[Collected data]
---*---

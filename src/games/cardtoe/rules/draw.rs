//! Draw detection for card tic-tac-toe.

use super::super::board::Board;
use super::super::types::Decks;
use super::placement::has_any_legal_move;
use super::win::check_win;
use tracing::{debug, instrument};

/// A full board with no winner.
#[instrument(skip_all)]
pub fn check_draw(board: &Board) -> bool {
    board.is_full() && check_win(board).is_none()
}

/// Neither color can place any remaining card.
///
/// Can trigger before the board is full: locked cells and rank ordering
/// may leave both hands without a productive placement.
#[instrument(skip_all)]
pub fn check_automatic_draw(board: &Board, decks: &Decks) -> bool {
    let green = has_any_legal_move(board, &decks.green);
    let red = has_any_legal_move(board, &decks.red);
    let stuck = !green && !red;
    if stuck {
        debug!(occupied = board.occupied_count(), "Both colors out of legal moves");
    }
    stuck
}

#[cfg(test)]
mod tests {
    use super::super::super::board::Cell;
    use super::super::super::types::Color;
    use super::*;

    #[test]
    fn test_empty_board_not_draw() {
        assert!(!check_draw(&Board::new()));
        assert!(!check_automatic_draw(&Board::new(), &Decks::new()));
    }

    #[test]
    fn test_full_board_without_line_is_draw() {
        // Columns alternate in pairs so no row, column or diagonal is uniform:
        // G G R R / R R G G / G G R R / R R G G
        let mut board = Board::new();
        for i in 0..16 {
            let row = i / 4;
            let col = i % 4;
            let owner = if (row % 2 == 0) == (col < 2) { Color::Green } else { Color::Red };
            board.set(i, Cell::Occupied { rank: 1, owner }).unwrap();
        }
        assert!(check_draw(&board));
    }

    #[test]
    fn test_automatic_draw_with_exhausted_decks() {
        let mut decks = Decks::new();
        for card in decks.green.cards().to_vec() {
            decks.green.find_mut(&card.id).unwrap().used = true;
        }
        for card in decks.red.cards().to_vec() {
            decks.red.find_mut(&card.id).unwrap().used = true;
        }
        let mut board = Board::new();
        board.set(0, Cell::Occupied { rank: 5, owner: Color::Red }).unwrap();
        assert!(check_automatic_draw(&board, &decks));
        assert!(!check_draw(&board));
    }
}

---*---

• [Work item]: Going through the entries above, report how many lines include the string "true". The number alone is the answer.

• [Written answer]: 2